Is there a source that says Elizabeth erected a gallows and ordered the hanging of anyone from London?  According to her profile, she lived from 1533 to 1603, ascending the throne in 1558.  So when did her retreat to Greenwich occur?
Sorry correction - it was Windsor Castle in 1563. The Writ of Prorogation of Parliament, dated 2 Oct 1563, from Windsor. Source - The Parliamentary or Constitutional History of England, Vol IV, (1763) pg 52. Many references to erection of gallows on the net but haven't found a near reliable one yet. One possible source could be Stowe.
Thanks.  Their version of our quarantines, I guess, with penalties more severe in keeping with the times.
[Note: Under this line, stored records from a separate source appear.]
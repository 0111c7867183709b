//! Response metadata enrichment
//!
//! Decoded payloads may opt into receiving transport-level metadata taken
//! from response headers. Opting in is a capability: implement
//! [`ResponseMetadataTarget`] and return it from
//! [`ApiResponse::metadata_target`].

use reqwest::header::HeaderMap;
use serde::de::DeserializeOwned;
use serde::{Deserialize, Serialize};
use std::time::Duration;

pub const ORGANIZATION_HEADER: &str = "openai-organization";
pub const REQUEST_ID_HEADER: &str = "x-request-id";
pub const PROCESSING_MS_HEADER: &str = "openai-processing-ms";
pub const API_VERSION_HEADER: &str = "openai-version";
pub const MODEL_HEADER: &str = "openai-model";

/// Settable metadata fields exposed by a response payload.
pub trait ResponseMetadataTarget {
    fn set_organization(&mut self, organization: String);
    fn set_request_id(&mut self, request_id: String);
    fn set_processing_time(&mut self, processing_time: Duration);
    fn set_api_version(&mut self, api_version: String);
    /// Current model value, if the payload already carries one.
    fn model(&self) -> Option<&str>;
    fn set_model(&mut self, model: String);
}

/// A type that can be decoded from a response body.
///
/// The default implementation exposes no metadata capability, so plain DTOs
/// only need an empty `impl ApiResponse for MyType {}`.
pub trait ApiResponse: DeserializeOwned + Send + 'static {
    fn metadata_target(&mut self) -> Option<&mut dyn ResponseMetadataTarget> {
        None
    }
}

impl ApiResponse for serde_json::Value {}

/// Metadata block that payload types can embed (usually `#[serde(skip)]`
/// next to their own `model` field, or standalone).
#[derive(Debug, Clone, Default, PartialEq, Eq, Serialize, Deserialize)]
pub struct ResponseMetadata {
    #[serde(skip_serializing_if = "Option::is_none")]
    pub organization: Option<String>,
    #[serde(skip_serializing_if = "Option::is_none")]
    pub request_id: Option<String>,
    #[serde(skip_serializing_if = "Option::is_none")]
    pub processing_time: Option<Duration>,
    #[serde(skip_serializing_if = "Option::is_none")]
    pub api_version: Option<String>,
    #[serde(skip_serializing_if = "Option::is_none")]
    pub model: Option<String>,
}

impl ResponseMetadata {
    /// Collect metadata from headers into a fresh block.
    pub fn from_headers(headers: &HeaderMap) -> Self {
        let mut meta = Self::default();
        apply_response_metadata(headers, &mut meta);
        meta
    }
}

impl ResponseMetadataTarget for ResponseMetadata {
    fn set_organization(&mut self, organization: String) {
        self.organization = Some(organization);
    }
    fn set_request_id(&mut self, request_id: String) {
        self.request_id = Some(request_id);
    }
    fn set_processing_time(&mut self, processing_time: Duration) {
        self.processing_time = Some(processing_time);
    }
    fn set_api_version(&mut self, api_version: String) {
        self.api_version = Some(api_version);
    }
    fn model(&self) -> Option<&str> {
        self.model.as_deref()
    }
    fn set_model(&mut self, model: String) {
        self.model = Some(model);
    }
}

impl ApiResponse for ResponseMetadata {
    fn metadata_target(&mut self) -> Option<&mut dyn ResponseMetadataTarget> {
        Some(self)
    }
}

fn header_str<'a>(headers: &'a HeaderMap, name: &str) -> Option<&'a str> {
    headers
        .get(name)
        .and_then(|v| v.to_str().ok())
        .map(str::trim)
        .filter(|v| !v.is_empty())
}

/// Copy metadata headers into `target`.
///
/// Missing or unparsable headers leave the corresponding field untouched.
/// The model is only written when the payload did not already carry one.
pub fn apply_response_metadata(headers: &HeaderMap, target: &mut dyn ResponseMetadataTarget) {
    if let Some(v) = header_str(headers, ORGANIZATION_HEADER) {
        target.set_organization(v.to_string());
    }
    if let Some(v) = header_str(headers, REQUEST_ID_HEADER) {
        target.set_request_id(v.to_string());
    }
    if let Some(ms) = header_str(headers, PROCESSING_MS_HEADER).and_then(|v| v.parse::<u64>().ok())
    {
        target.set_processing_time(Duration::from_millis(ms));
    }
    if let Some(v) = header_str(headers, API_VERSION_HEADER) {
        target.set_api_version(v.to_string());
    }
    let has_model = target.model().is_some_and(|m| !m.is_empty());
    if !has_model && let Some(v) = header_str(headers, MODEL_HEADER) {
        target.set_model(v.to_string());
    }
}

/// Enrich a decoded payload if its type exposes the metadata capability.
pub fn enrich<T: ApiResponse>(value: &mut T, headers: &HeaderMap) {
    if let Some(target) = value.metadata_target() {
        apply_response_metadata(headers, target);
    }
}

#[cfg(test)]
mod tests {
    use super::*;
    use reqwest::header::HeaderValue;

    #[derive(Debug, Deserialize)]
    struct Completion {
        id: String,
        model: Option<String>,
        #[serde(skip)]
        meta: ResponseMetadata,
    }

    impl ResponseMetadataTarget for Completion {
        fn set_organization(&mut self, v: String) {
            self.meta.organization = Some(v);
        }
        fn set_request_id(&mut self, v: String) {
            self.meta.request_id = Some(v);
        }
        fn set_processing_time(&mut self, v: Duration) {
            self.meta.processing_time = Some(v);
        }
        fn set_api_version(&mut self, v: String) {
            self.meta.api_version = Some(v);
        }
        fn model(&self) -> Option<&str> {
            self.model.as_deref()
        }
        fn set_model(&mut self, v: String) {
            self.model = Some(v);
        }
    }

    impl ApiResponse for Completion {
        fn metadata_target(&mut self) -> Option<&mut dyn ResponseMetadataTarget> {
            Some(self)
        }
    }

    fn headers() -> HeaderMap {
        let mut h = HeaderMap::new();
        h.insert(ORGANIZATION_HEADER, HeaderValue::from_static("org-1"));
        h.insert(REQUEST_ID_HEADER, HeaderValue::from_static("req-9"));
        h.insert(PROCESSING_MS_HEADER, HeaderValue::from_static("250"));
        h.insert(API_VERSION_HEADER, HeaderValue::from_static("2020-10-01"));
        h.insert(MODEL_HEADER, HeaderValue::from_static("gpt-4o"));
        h
    }

    #[test]
    fn copies_all_headers_into_metadata() {
        let meta = ResponseMetadata::from_headers(&headers());
        assert_eq!(meta.organization.as_deref(), Some("org-1"));
        assert_eq!(meta.request_id.as_deref(), Some("req-9"));
        assert_eq!(meta.processing_time, Some(Duration::from_millis(250)));
        assert_eq!(meta.api_version.as_deref(), Some("2020-10-01"));
        assert_eq!(meta.model.as_deref(), Some("gpt-4o"));
    }

    #[test]
    fn existing_model_is_never_overwritten() {
        let mut c: Completion =
            serde_json::from_str(r#"{"id":"c1","model":"gpt-3.5-turbo"}"#).unwrap();
        enrich(&mut c, &headers());
        assert_eq!(c.model.as_deref(), Some("gpt-3.5-turbo"));
        assert_eq!(c.meta.request_id.as_deref(), Some("req-9"));
        assert_eq!(c.id, "c1");
    }

    #[test]
    fn empty_model_is_filled_from_header() {
        let mut c: Completion = serde_json::from_str(r#"{"id":"c1","model":""}"#).unwrap();
        enrich(&mut c, &headers());
        assert_eq!(c.model.as_deref(), Some("gpt-4o"));
    }

    #[test]
    fn missing_or_bad_headers_leave_defaults() {
        let mut h = HeaderMap::new();
        h.insert(PROCESSING_MS_HEADER, HeaderValue::from_static("fast"));
        let meta = ResponseMetadata::from_headers(&h);
        assert_eq!(meta, ResponseMetadata::default());
    }

    #[test]
    fn plain_values_are_not_enriched() {
        let mut v = serde_json::json!({"model": null});
        enrich(&mut v, &headers());
        assert!(v["model"].is_null());
    }
}
use super::{CallOptions, TransportCore, log_request};
use crate::cancel::run_cancellable;
use crate::content::{ContentFactory, build_body};
use crate::correlation::{LogContext, TypeTag, log_optional};
use crate::error::{Result, TransportError};
use crate::interceptor::HttpRequestContext;
use crate::metadata::{ApiResponse, enrich};
use crate::result::{OperationResult, Outcome};
use crate::retry::DeleteRetryPolicy;
use futures_util::StreamExt;
use reqwest::Method;
use reqwest::header::HeaderMap;
use serde::Serialize;
use std::sync::Arc;
use tokio::io::{AsyncWrite, AsyncWriteExt};
use tokio_util::io::StreamReader;

/// Single request, single response.
///
/// Every method returns an [`OperationResult`]; transport, protocol, decoding
/// and argument failures all surface as failed results, never as panics or
/// `Err` values.
#[derive(Clone)]
pub struct RequestDispatcher {
    core: Arc<TransportCore>,
}

impl RequestDispatcher {
    pub fn new(core: Arc<TransportCore>) -> Self {
        Self { core }
    }

    pub fn core(&self) -> &TransportCore {
        &self.core
    }

    /// Send a request and decode the JSON response into `T`.
    ///
    /// The body comes from `content` when given, otherwise from the JSON
    /// encoding of `payload`, otherwise it is empty.
    pub async fn call<P, T>(
        &self,
        method: Method,
        uri: &str,
        payload: Option<&P>,
        content: Option<&dyn ContentFactory<P>>,
        options: &CallOptions,
    ) -> OperationResult<T>
    where
        P: Serialize + ?Sized + Sync,
        T: ApiResponse,
    {
        self.execute(
            method,
            uri,
            payload,
            content,
            options,
            TypeTag::of::<T>(),
            |text, headers| {
                let mut value: T = serde_json::from_str(&text).map_err(|e| {
                    TransportError::Parse(format!("Failed to parse response JSON: {e}"))
                })?;
                enrich(&mut value, headers);
                Ok(value)
            },
        )
        .await
    }

    /// Like [`call`](Self::call) but returns the raw response text.
    pub async fn call_text<P>(
        &self,
        method: Method,
        uri: &str,
        payload: Option<&P>,
        content: Option<&dyn ContentFactory<P>>,
        options: &CallOptions,
    ) -> OperationResult<String>
    where
        P: Serialize + ?Sized + Sync,
    {
        self.execute(
            method,
            uri,
            payload,
            content,
            options,
            TypeTag::new("String"),
            |text, _| Ok(text),
        )
        .await
    }

    pub async fn get<T: ApiResponse>(&self, uri: &str, options: &CallOptions) -> OperationResult<T> {
        self.call::<(), T>(Method::GET, uri, None, None, options).await
    }

    pub async fn post<P, T>(&self, uri: &str, payload: &P, options: &CallOptions) -> OperationResult<T>
    where
        P: Serialize + ?Sized + Sync,
        T: ApiResponse,
    {
        self.call(Method::POST, uri, Some(payload), None, options)
            .await
    }

    /// POST with a custom body, e.g. a multipart upload.
    pub async fn post_with<P, T>(
        &self,
        uri: &str,
        payload: Option<&P>,
        content: &dyn ContentFactory<P>,
        options: &CallOptions,
    ) -> OperationResult<T>
    where
        P: Serialize + ?Sized + Sync,
        T: ApiResponse,
    {
        self.call(Method::POST, uri, payload, Some(content), options)
            .await
    }

    pub async fn delete<T: ApiResponse>(&self, uri: &str, options: &CallOptions) -> OperationResult<T> {
        self.call::<(), T>(Method::DELETE, uri, None, None, options)
            .await
    }

    /// DELETE that ignores the response body.
    pub async fn delete_outcome(&self, uri: &str, options: &CallOptions) -> Outcome {
        self.call_text::<()>(Method::DELETE, uri, None, None, options)
            .await
            .map(|_| ())
    }

    /// DELETE, retried while the server reports the resource as still
    /// processing. Uses the transport's configured policy.
    pub async fn delete_with_retry<T: ApiResponse>(
        &self,
        uri: &str,
        options: &CallOptions,
    ) -> OperationResult<T> {
        self.delete_with_retry_policy(uri, options, self.core.delete_retry())
            .await
    }

    pub async fn delete_with_retry_policy<T: ApiResponse>(
        &self,
        uri: &str,
        options: &CallOptions,
        policy: DeleteRetryPolicy,
    ) -> OperationResult<T> {
        let this = self;
        policy
            .run(&options.cancel, move || this.delete::<T>(uri, options))
            .await
    }

    /// Stream the response body into `sink`; the value is the number of bytes
    /// written. On failure the sink may hold a partial body.
    pub async fn download<P, W>(
        &self,
        method: Method,
        uri: &str,
        payload: Option<&P>,
        sink: &mut W,
        options: &CallOptions,
    ) -> OperationResult<u64>
    where
        P: Serialize + ?Sized + Sync,
        W: AsyncWrite + Unpin + Send + ?Sized,
    {
        let ctx = self.core.context(uri, false);
        let log = self.core.create_log();
        let res = self
            .try_download(&ctx, log.as_ref(), method, uri, payload, sink, options)
            .await;
        self.finish(&ctx, res)
    }

    #[allow(clippy::too_many_arguments)]
    async fn execute<P, R>(
        &self,
        method: Method,
        uri: &str,
        payload: Option<&P>,
        content: Option<&dyn ContentFactory<P>>,
        options: &CallOptions,
        response_tag: TypeTag,
        decode: impl FnOnce(String, &HeaderMap) -> Result<R> + Send,
    ) -> OperationResult<R>
    where
        P: Serialize + ?Sized + Sync,
    {
        let ctx = self.core.context(uri, false);
        let log = self.core.create_log();
        let res = async {
            let resp = self
                .open(&ctx, log.as_ref(), method, uri, payload, content, options)
                .await?;
            let status = resp.status().as_u16();
            let headers = resp.headers().clone();
            let text = run_cancellable(&options.cancel, async {
                resp.text().await.map_err(TransportError::from)
            })
            .await?;
            log_optional(log.as_ref(), &response_tag, &text).await;
            let value = decode(text, &headers)?;
            Ok::<_, TransportError>(OperationResult::ok(value, status))
        }
        .await;
        self.finish(&ctx, res)
    }

    #[allow(clippy::too_many_arguments)]
    async fn try_download<P, W>(
        &self,
        ctx: &HttpRequestContext,
        log: Option<&LogContext>,
        method: Method,
        uri: &str,
        payload: Option<&P>,
        sink: &mut W,
        options: &CallOptions,
    ) -> Result<OperationResult<u64>>
    where
        P: Serialize + ?Sized + Sync,
        W: AsyncWrite + Unpin + Send + ?Sized,
    {
        let resp = self
            .open(ctx, log, method, uri, payload, None, options)
            .await?;
        let status = resp.status().as_u16();
        let body = resp.bytes_stream().map(|chunk| chunk.map_err(std::io::Error::other));
        let mut reader = StreamReader::new(Box::pin(body));
        let written = run_cancellable(&options.cancel, async {
            let n = tokio::io::copy(&mut reader, &mut *sink).await?;
            sink.flush().await?;
            Ok::<_, TransportError>(n)
        })
        .await?;
        tracing::debug!(target: "siumai_transport::http", url = %uri, bytes = written, "download complete");
        Ok(OperationResult::ok(written, status))
    }

    /// Build the body, assemble headers, run interceptors and send. Only a
    /// 2xx response is returned; anything else becomes a protocol error.
    #[allow(clippy::too_many_arguments)]
    async fn open<P>(
        &self,
        ctx: &HttpRequestContext,
        log: Option<&LogContext>,
        method: Method,
        uri: &str,
        payload: Option<&P>,
        content: Option<&dyn ContentFactory<P>>,
        options: &CallOptions,
    ) -> Result<reqwest::Response>
    where
        P: Serialize + ?Sized + Sync,
    {
        let cancel = &options.cancel;
        let body = run_cancellable(cancel, build_body(payload, content, cancel)).await?;
        let spec = self.core.prepare(ctx, method, uri, body, options)?;
        log_request(log, &TypeTag::of::<P>(), spec.json_body()).await;

        tracing::debug!(
            target: "siumai_transport::http",
            request_id = %ctx.request_id,
            method = %spec.method,
            url = %spec.url,
            "sending request"
        );
        let resp = self.core.send(ctx, spec, cancel).await?;
        if !resp.status().is_success() {
            return Err(TransportCore::protocol_error(resp, cancel).await);
        }
        Ok(resp)
    }

    fn finish<R>(&self, ctx: &HttpRequestContext, res: Result<OperationResult<R>>) -> OperationResult<R> {
        match res {
            Ok(result) => result,
            Err(e) => {
                tracing::debug!(
                    target: "siumai_transport::http",
                    request_id = %ctx.request_id,
                    url = %ctx.url,
                    error = %e,
                    "request failed"
                );
                self.core.notify_error(ctx, &e);
                e.into()
            }
        }
    }
}
//! Operation results
//!
//! Every dispatcher call resolves to an [`OperationResult`] instead of a
//! `Result`: callers branch on [`OperationResult::is_success`] rather than
//! propagating errors. Values are only constructible through [`OperationResult::ok`]
//! and [`OperationResult::failure`], which keeps `value` and `error`
//! mutually exclusive. Deserialization goes through the same constructors and
//! rejects records that break that rule.

use crate::error::{BAD_REQUEST_STATUS, ErrorKind, TransportError};
use serde::{Deserialize, Deserializer, Serialize};
use std::fmt;

/// Failure details carried by an unsuccessful result.
#[derive(Debug, Clone, PartialEq, Eq, Serialize, Deserialize)]
pub struct OperationError {
    pub kind: ErrorKind,
    pub message: String,
    pub status_code: u16,
}

impl OperationError {
    pub fn new(kind: ErrorKind, message: impl Into<String>, status_code: u16) -> Self {
        Self {
            kind,
            message: message.into(),
            status_code,
        }
    }
}

impl fmt::Display for OperationError {
    fn fmt(&self, f: &mut fmt::Formatter<'_>) -> fmt::Result {
        write!(f, "{:?} ({}): {}", self.kind, self.status_code, self.message)
    }
}

impl std::error::Error for OperationError {}

impl From<TransportError> for OperationError {
    fn from(err: TransportError) -> Self {
        Self::new(err.kind(), err.message(), err.status_code())
    }
}

/// Tagged outcome of a transport call.
#[derive(Debug, Clone, PartialEq, Serialize)]
pub struct OperationResult<T> {
    success: bool,
    #[serde(skip_serializing_if = "Option::is_none")]
    value: Option<T>,
    #[serde(skip_serializing_if = "Option::is_none")]
    error: Option<OperationError>,
    status: Option<u16>,
}

#[derive(Deserialize)]
#[serde(bound(deserialize = "T: Deserialize<'de>"))]
struct RawOperationResult<T> {
    success: bool,
    // A present field always holds a value, so `()` serialized as `null` survives.
    #[serde(default, deserialize_with = "present")]
    value: Option<T>,
    #[serde(default)]
    error: Option<OperationError>,
    #[serde(default)]
    status: Option<u16>,
}

fn present<'de, D, T>(deserializer: D) -> Result<Option<T>, D::Error>
where
    D: Deserializer<'de>,
    T: Deserialize<'de>,
{
    T::deserialize(deserializer).map(Some)
}

impl<'de, T: Deserialize<'de>> Deserialize<'de> for OperationResult<T> {
    fn deserialize<D: Deserializer<'de>>(deserializer: D) -> Result<Self, D::Error> {
        use serde::de::Error;

        let raw = RawOperationResult::<T>::deserialize(deserializer)?;
        match (raw.success, raw.value, raw.error) {
            (true, Some(value), None) => {
                let status = raw
                    .status
                    .ok_or_else(|| D::Error::missing_field("status"))?;
                if !(200..300).contains(&status) {
                    return Err(D::Error::custom(format!(
                        "successful result with non-2xx status {status}"
                    )));
                }
                Ok(Self::ok(value, status))
            }
            (false, None, Some(error)) => {
                if raw.status.is_some_and(|s| s != error.status_code) {
                    return Err(D::Error::custom("status does not match error status_code"));
                }
                Ok(Self::failure(error))
            }
            (true, _, _) => Err(D::Error::custom(
                "successful result must carry a value and no error",
            )),
            (false, _, _) => Err(D::Error::custom(
                "failed result must carry an error and no value",
            )),
        }
    }
}

/// Result of a call that produces no payload.
pub type Outcome = OperationResult<()>;

impl<T> OperationResult<T> {
    /// Successful result for a response with the given status.
    ///
    /// A non-2xx status is never reported as a success: the value is dropped
    /// and a protocol error takes its place.
    pub fn ok(value: T, status: u16) -> Self {
        if !(200..300).contains(&status) {
            return Self::failure(OperationError::new(
                ErrorKind::Protocol,
                format!("unexpected status {status}"),
                status,
            ));
        }
        Self {
            success: true,
            value: Some(value),
            error: None,
            status: Some(status),
        }
    }

    /// Failed result.
    pub fn failure(error: OperationError) -> Self {
        Self {
            success: false,
            status: Some(error.status_code),
            value: None,
            error: Some(error),
        }
    }

    pub fn is_success(&self) -> bool {
        self.success
    }

    pub fn value(&self) -> Option<&T> {
        self.value.as_ref()
    }

    pub fn error(&self) -> Option<&OperationError> {
        self.error.as_ref()
    }

    /// HTTP status observed for this call (or the bad-request equivalent
    /// for failures without a response).
    pub fn status(&self) -> Option<u16> {
        self.status
    }

    pub fn into_value(self) -> Option<T> {
        self.value
    }

    pub fn into_result(self) -> Result<T, OperationError> {
        match (self.value, self.error) {
            (Some(v), None) => Ok(v),
            (_, Some(e)) => Err(e),
            (None, None) => Err(OperationError::new(
                ErrorKind::Transport,
                "result holds neither value nor error",
                BAD_REQUEST_STATUS,
            )),
        }
    }

    /// Transform the value, keeping status and error untouched.
    pub fn map<U>(self, f: impl FnOnce(T) -> U) -> OperationResult<U> {
        OperationResult {
            success: self.success,
            value: self.value.map(f),
            error: self.error,
            status: self.status,
        }
    }
}

impl<T> From<TransportError> for OperationResult<T> {
    fn from(err: TransportError) -> Self {
        Self::failure(err.into())
    }
}

impl<T> From<crate::error::Result<OperationResult<T>>> for OperationResult<T> {
    fn from(res: crate::error::Result<OperationResult<T>>) -> Self {
        res.unwrap_or_else(Self::from)
    }
}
Just found John Stowe, pg 123:  Three Fifteenth-Century Chronicles with Historical Memoranda by John Stowe, ed. James Gairdner (London, 1880), British History Online http://www.british-history.ac.uk/camden-record-soc/vol28

"This years 1563, in Septembre, the Quenes Majestie lyenge in hir castell of Wyndsore, ther was set up in ye markyt place of Wyndsore a new payre of gallows to hange up all suche as shuld come ther from London, so that no parson or eny kynde of warrs mought come or be browght from London to or thurughe, nethar by Wyndsor, not so myche as thrughe ye ryver by Wyndsor to cary wood or othar stuffe to or from London upon payne of hangynge with owt eny judgment, and suche people as reseyvyd eny wares out of London in to Wyndsor were turnyd owt of theyr howsys and theyr howssys shut up."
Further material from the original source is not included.